Sal’s head jerked up, shaking with a physical sense of madness to it. Linda’s gaze was poisoned as well. She was rocking back and forth,
only daring to stare forth at the creature for brief moments, as if she were checking to make sure it was real. Perhaps their mental faculties would never return to them?
Kurt formed a barrier sword at the end of his right stump. The creature’s constant swaying along the circle of light stopped. Its yellow-white globules of eyes seemed to focus on him, regarding him, and the potential threat that he represented against it.
He bent his knees, summoning all of his strength to his right hand and his legs. The blue transparent blade extended until it was nearly six feet in length.
The creature bent low, as a cat might prepare to pounce on a mouse.
He wasn’t sure which one moved first. Was it he who leapt into the air first—or the creature? His blade came down on the creature, cutting several of its legs off in a clean arc. He fell to the surface of the bridge and glanced back at the creature, as it tried desperately to stand up.
“RUN!” Kurt’s shout rang through the abyssal chamber, and the other creatures moved as though they were of one will. Sal and Linda finally snapped to and bolted for the door, carefully dodging around the creature and himself. “OPEN THE DOOR AT ALL COSTS!”
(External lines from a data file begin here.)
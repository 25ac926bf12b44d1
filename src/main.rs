//! lpt-spool
//!
//! Turns emulated line printer output into one document per print job.

use std::io;
use std::process::ExitCode;

use clap::Parser;
use tracing::{error, info};
use tracing_subscriber::{layer::SubscriberExt, util::SubscriberInitExt, EnvFilter};

use lpt_spool::{poll, Config};

fn main() -> ExitCode {
    tracing_subscriber::registry()
        .with(EnvFilter::try_from_default_env().unwrap_or_else(|_| EnvFilter::new("info")))
        .with(tracing_subscriber::fmt::layer().with_writer(io::stderr))
        .init();

    let config = Config::parse();
    info!(version = env!("CARGO_PKG_VERSION"), "starting lpt-spool");

    match poll::run(&config) {
        Ok(()) => ExitCode::SUCCESS,
        Err(e) => {
            error!("Fatal error: {}", e);
            ExitCode::from(e.exit_code())
        }
    }
}
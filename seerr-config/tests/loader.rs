use std::io::Write;
use std::time::Duration;

use seerr_config::{
    ConfigLoadError, ConfigLoader, EnvConfig, ReadinessBackoff,
};
use tempfile::NamedTempFile;

fn write_config(contents: &str) -> NamedTempFile {
    let mut file = NamedTempFile::new().expect("temp file");
    file.write_all(contents.as_bytes()).expect("write config");
    file
}

#[test]
fn file_values_override_defaults() {
    let file = write_config(
        r#"
        [server]
        port = 9100

        [upstream]
        url = "http://seerr.lan:5055/"
        api_key = "secret"
        timeout = "3s"

        [discovery]
        max_results = 20
        strict_title_filter = false

        [display]
        show_crew_credits = false

        [loader]
        parked_delay = "6s"

        [readiness]
        max_attempts = 5
        backoff = "exponential"
        "#,
    );

    let load = ConfigLoader::new()
        .with_config_path(file.path())
        .ignore_environment()
        .load()
        .expect("config loads");
    let config = load.config;

    assert_eq!(config.server.port, 9100);
    assert_eq!(config.server.host, "0.0.0.0");
    assert_eq!(config.upstream.url.as_deref(), Some("http://seerr.lan:5055"));
    assert_eq!(config.upstream.timeout, Duration::from_secs(3));
    assert_eq!(config.discovery.max_results, 20);
    assert!(!config.discovery.strict_title_filter);
    assert!(config.discovery.exclude_talk_shows);
    assert!(!config.display.show_crew_credits);
    assert!(config.display.show_cast_credits);
    assert_eq!(config.loader.parked_delay, Duration::from_secs(6));
    assert_eq!(config.loader.scroll_delay, Duration::from_secs(1));
    assert_eq!(config.readiness.max_attempts, 5);
    assert_eq!(config.readiness.backoff, ReadinessBackoff::Exponential);
    assert_eq!(config.metadata.config_path.as_deref(), Some(file.path()));
    assert!(load.warnings.is_empty());
}

#[test]
fn environment_wins_over_file() {
    let file = write_config(
        r#"
        [upstream]
        url = "http://file.example"

        [discovery]
        exclude_talk_shows = true
        "#,
    );
    let env = EnvConfig {
        upstream_url: Some("https://env.example".into()),
        exclude_talk_shows: Some(false),
        ..EnvConfig::default()
    };

    let config = ConfigLoader::new()
        .with_config_path(file.path())
        .load_with_env(env, false)
        .expect("config loads")
        .config;

    assert_eq!(config.upstream.url.as_deref(), Some("https://env.example"));
    assert!(!config.discovery.exclude_talk_shows);
    assert!(!config.loader_settings().exclude_talk_shows);
}

#[test]
fn missing_explicit_file_is_an_error() {
    let dir = tempfile::tempdir().expect("temp dir");
    let err = ConfigLoader::new()
        .with_config_path(dir.path().join("absent.toml"))
        .ignore_environment()
        .load()
        .unwrap_err();
    assert!(matches!(err, ConfigLoadError::MissingConfig { .. }));
}

#[test]
fn malformed_file_is_an_error() {
    let file = write_config("[server]\nport = \"not a number\"\n");
    let err = ConfigLoader::new()
        .with_config_path(file.path())
        .ignore_environment()
        .load()
        .unwrap_err();
    assert!(matches!(err, ConfigLoadError::Parse { .. }));
}

#[test]
fn zero_max_results_is_only_a_warning() {
    let file = write_config(
        r#"
        [upstream]
        url = "http://seerr.lan"
        api_key = "k"

        [discovery]
        max_results = 0
        "#,
    );
    let load = ConfigLoader::new()
        .with_config_path(file.path())
        .ignore_environment()
        .load()
        .expect("config loads");

    assert_eq!(load.config.discovery.max_results, 0);
    assert_eq!(load.warnings.len(), 1);
}
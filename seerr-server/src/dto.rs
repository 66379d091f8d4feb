//! Response bodies for the discovery API.
//!
//! Envelope fields are PascalCase; embedded items and details keep their
//! own camelCase shape.

use seerr_config::Config;
use seerr_core::{CatalogDiscovery, HealthReport, PersonDiscovery};
use seerr_model::{DiscoveryItem, PersonDetails, StudioDetails};
use serde::{Deserialize, Serialize};

#[derive(Debug, Clone, Serialize)]
#[serde(rename_all = "PascalCase")]
pub struct PersonDiscoveryResponse {
    pub person: PersonDetails,
    pub credits: Vec<DiscoveryItem>,
    pub cast: Vec<DiscoveryItem>,
    pub crew: Vec<DiscoveryItem>,
    pub total_results: usize,
}

impl From<PersonDiscovery> for PersonDiscoveryResponse {
    fn from(found: PersonDiscovery) -> Self {
        Self {
            person: found.person,
            credits: found.credits,
            cast: found.cast,
            crew: found.crew,
            total_results: found.total_results,
        }
    }
}

#[derive(Debug, Clone, Serialize)]
#[serde(rename_all = "PascalCase")]
pub struct StudioDiscoveryResponse {
    pub studio: Option<StudioDetails>,
    pub items: Vec<DiscoveryItem>,
    pub page: u32,
    pub total_pages: u32,
    pub total_results: u64,
}

impl From<CatalogDiscovery> for StudioDiscoveryResponse {
    fn from(catalog: CatalogDiscovery) -> Self {
        Self {
            studio: catalog.studio,
            items: catalog.items,
            page: catalog.page,
            total_pages: catalog.total_pages,
            total_results: catalog.total_results,
        }
    }
}

#[derive(Debug, Clone, Serialize)]
#[serde(rename_all = "PascalCase")]
pub struct HealthResponse {
    pub status: &'static str,
    pub enabled: bool,
    pub upstream_configured: bool,
    pub upstream_connected: bool,
    pub error_message: Option<String>,
    pub version: &'static str,
    pub exclude_talk_shows: bool,
    pub debug_mode: bool,
}

impl From<HealthReport> for HealthResponse {
    fn from(report: HealthReport) -> Self {
        Self {
            status: report.status,
            enabled: report.enabled,
            upstream_configured: report.upstream_configured,
            upstream_connected: report.upstream_connected,
            error_message: report.error_message,
            version: report.version,
            exclude_talk_shows: report.exclude_talk_shows,
            debug_mode: report.debug_mode,
        }
    }
}

/// Settings the browser-side engine needs at startup.
#[derive(Debug, Clone, Serialize)]
#[serde(rename_all = "PascalCase")]
pub struct ClientConfigResponse {
    pub enabled: bool,
    pub upstream_url: Option<String>,
    pub exclude_talk_shows: bool,
    pub strict_title_filter: bool,
    pub debug_mode: bool,
    pub enable_infinite_scroll: bool,
    pub max_results: usize,
    pub show_person_discovery: bool,
    pub show_cast_credits: bool,
    pub show_crew_credits: bool,
    pub show_studio_discovery: bool,
    pub show_media_status: bool,
    pub show_media_type_badge: bool,
    pub show_ratings: bool,
    pub show_year: bool,
    pub show_overview_on_hover: bool,
    pub show_collection_badge: bool,
    pub show_role_name: bool,
}

impl From<&Config> for ClientConfigResponse {
    fn from(config: &Config) -> Self {
        let discovery = &config.discovery;
        let display = &config.display;
        Self {
            enabled: discovery.enabled,
            upstream_url: config.upstream.url.clone(),
            exclude_talk_shows: discovery.exclude_talk_shows,
            strict_title_filter: discovery.strict_title_filter,
            debug_mode: discovery.debug_mode,
            enable_infinite_scroll: discovery.enable_infinite_scroll,
            max_results: discovery.max_results,
            show_person_discovery: display.show_person_discovery,
            show_cast_credits: display.show_cast_credits,
            show_crew_credits: display.show_crew_credits,
            show_studio_discovery: display.show_studio_discovery,
            show_media_status: display.show_media_status,
            show_media_type_badge: display.show_media_type_badge,
            show_ratings: display.show_ratings,
            show_year: display.show_year,
            show_overview_on_hover: display.show_overview_on_hover,
            show_collection_badge: display.show_collection_badge,
            show_role_name: display.show_role_name,
        }
    }
}

/// `?page=`; absent or below 1 means the first page.
#[derive(Debug, Clone, Default, Deserialize)]
pub struct PageQuery {
    pub page: Option<i64>,
}

#[derive(Debug, Clone, Deserialize)]
pub struct NameQuery {
    pub name: String,
    pub page: Option<i64>,
}

/// Clamp a client-supplied page number into `1..=u32::MAX`.
pub fn clamp_page(page: Option<i64>) -> u32 {
    let page = page.unwrap_or(1).max(1);
    u32::try_from(page).unwrap_or(u32::MAX)
}
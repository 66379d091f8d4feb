use axum::{
    Json,
    http::StatusCode,
    response::{IntoResponse, Response},
};
use serde_json::json;
use std::fmt;

use seerr_core::DiscoveryError;

pub type AppResult<T> = Result<T, AppError>;

#[derive(Debug)]
pub struct AppError {
    pub status: StatusCode,
    pub message: String,
}

impl AppError {
    pub fn new(status: StatusCode, message: impl Into<String>) -> Self {
        Self {
            status,
            message: message.into(),
        }
    }

    pub fn internal(message: impl Into<String>) -> Self {
        Self::new(StatusCode::INTERNAL_SERVER_ERROR, message)
    }

    pub fn bad_request(message: impl Into<String>) -> Self {
        Self::new(StatusCode::BAD_REQUEST, message)
    }

    pub fn not_found(message: impl Into<String>) -> Self {
        Self::new(StatusCode::NOT_FOUND, message)
    }

    pub fn bad_gateway(message: impl Into<String>) -> Self {
        Self::new(StatusCode::BAD_GATEWAY, message)
    }

    pub fn unavailable(message: impl Into<String>) -> Self {
        Self::new(StatusCode::SERVICE_UNAVAILABLE, message)
    }
}

impl fmt::Display for AppError {
    fn fmt(&self, f: &mut fmt::Formatter<'_>) -> fmt::Result {
        write!(f, "{}", self.message)
    }
}

impl std::error::Error for AppError {}

impl IntoResponse for AppError {
    fn into_response(self) -> Response {
        let body = Json(json!({
            "error": {
                "message": self.message,
                "status": self.status.as_u16(),
            }
        }));

        (self.status, body).into_response()
    }
}

impl From<DiscoveryError> for AppError {
    fn from(err: DiscoveryError) -> Self {
        match err {
            DiscoveryError::NoSubjectMatch(_) => Self::not_found(err.to_string()),
            DiscoveryError::Disabled => {
                Self::unavailable("Jellyseerr discovery is disabled")
            }
            DiscoveryError::ConfigurationMissing => {
                Self::unavailable(err.to_string())
            }
            DiscoveryError::UpstreamUnavailable(_) => {
                Self::bad_gateway(err.to_string())
            }
            DiscoveryError::MalformedRecord(_)
            | DiscoveryError::NotReady { .. } => Self::internal(err.to_string()),
        }
    }
}

impl From<anyhow::Error> for AppError {
    fn from(err: anyhow::Error) -> Self {
        Self::internal(err.to_string())
    }
}
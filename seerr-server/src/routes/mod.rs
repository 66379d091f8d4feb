use axum::{Router, routing::get};

use crate::AppState;
use crate::handlers::discovery::{handle_catalog, handle_person, handle_status};

/// Create the `/discovery` API router
pub fn create_discovery_router() -> Router<AppState> {
    Router::new()
        .route(
            "/person/search",
            get(handle_person::person_search_handler),
        )
        .route(
            "/person/{id}",
            get(handle_person::person_filmography_handler),
        )
        .route(
            "/studio/search",
            get(handle_catalog::catalog_search_handler),
        )
        .route("/studio/{id}", get(handle_catalog::studio_catalog_handler))
        .route(
            "/network/{id}",
            get(handle_catalog::network_catalog_handler),
        )
        .route("/health", get(handle_status::health_handler))
        .route("/config", get(handle_status::client_config_handler))
}
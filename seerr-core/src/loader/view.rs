use std::sync::Mutex;

use seerr_model::DiscoveryItem;
use tokio::sync::mpsc;

/// Snapshot handed to the presentation layer whenever the visible set
/// changes. An empty `ordered_items` means the section should be absent.
#[derive(Debug, Clone, PartialEq)]
pub struct CatalogView {
    pub subject_name: String,
    pub ordered_items: Vec<DiscoveryItem>,
    pub has_more: bool,
}

impl CatalogView {
    pub fn empty(subject_name: impl Into<String>) -> Self {
        Self {
            subject_name: subject_name.into(),
            ordered_items: Vec::new(),
            has_more: false,
        }
    }

    pub fn is_empty(&self) -> bool {
        self.ordered_items.is_empty()
    }
}

/// One-way outlet from the loader to whatever renders it.
///
/// The renderer wires its own viewport mechanism to the trigger marker while
/// `set_trigger_observed(true)` is in effect and reports back through the
/// loader's `trigger_visible`/`trigger_hidden` entry points.
pub trait PresentationSink: Send + Sync {
    fn publish(&self, view: CatalogView);

    fn set_trigger_observed(&self, observed: bool);
}

#[derive(Debug, Clone, PartialEq)]
pub enum PresentationUpdate {
    View(CatalogView),
    TriggerObserved(bool),
}

/// Forwards every update into an unbounded channel.
#[derive(Debug, Clone)]
pub struct ChannelSink {
    tx: mpsc::UnboundedSender<PresentationUpdate>,
}

impl ChannelSink {
    pub fn channel() -> (Self, mpsc::UnboundedReceiver<PresentationUpdate>) {
        let (tx, rx) = mpsc::unbounded_channel();
        (Self { tx }, rx)
    }
}

impl PresentationSink for ChannelSink {
    fn publish(&self, view: CatalogView) {
        // A dropped receiver just means nobody is rendering any more.
        let _ = self.tx.send(PresentationUpdate::View(view));
    }

    fn set_trigger_observed(&self, observed: bool) {
        let _ = self.tx.send(PresentationUpdate::TriggerObserved(observed));
    }
}

/// Keeps every update in memory; handy for embedding and tests.
#[derive(Debug, Default)]
pub struct RecordingSink {
    updates: Mutex<Vec<PresentationUpdate>>,
}

impl RecordingSink {
    pub fn updates(&self) -> Vec<PresentationUpdate> {
        self.updates
            .lock()
            .map(|guard| guard.clone())
            .unwrap_or_default()
    }

    pub fn views(&self) -> Vec<CatalogView> {
        self.updates()
            .into_iter()
            .filter_map(|update| match update {
                PresentationUpdate::View(view) => Some(view),
                PresentationUpdate::TriggerObserved(_) => None,
            })
            .collect()
    }

    pub fn last_view(&self) -> Option<CatalogView> {
        self.views().pop()
    }

    fn push(&self, update: PresentationUpdate) {
        if let Ok(mut guard) = self.updates.lock() {
            guard.push(update);
        }
    }
}

impl PresentationSink for RecordingSink {
    fn publish(&self, view: CatalogView) {
        self.push(PresentationUpdate::View(view));
    }

    fn set_trigger_observed(&self, observed: bool) {
        self.push(PresentationUpdate::TriggerObserved(observed));
    }
}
The creatures dropped down around him, stabbing at him with electrified legs and pincers as he bobbed and weaved through their numbers, stabbing and slashing. There seemed to be a madness to their movements. Perhaps conscious thought had long since eroded away in their minds, giving way to absolute animalistic instinct?
One by one, the creatures fell to his blade.
He was almost to the door, and he was breathing heavily. He saw Sal and Linda fumbling to place the artifact in the last circular depression when one of the creatures leapt at him. His reflexes were just slow enough that he caught a slash across his chest. The shock from the electricity nearly caused his legs to buckle and cave, but he held his ground and shoved the barrier blade into the creature’s skull.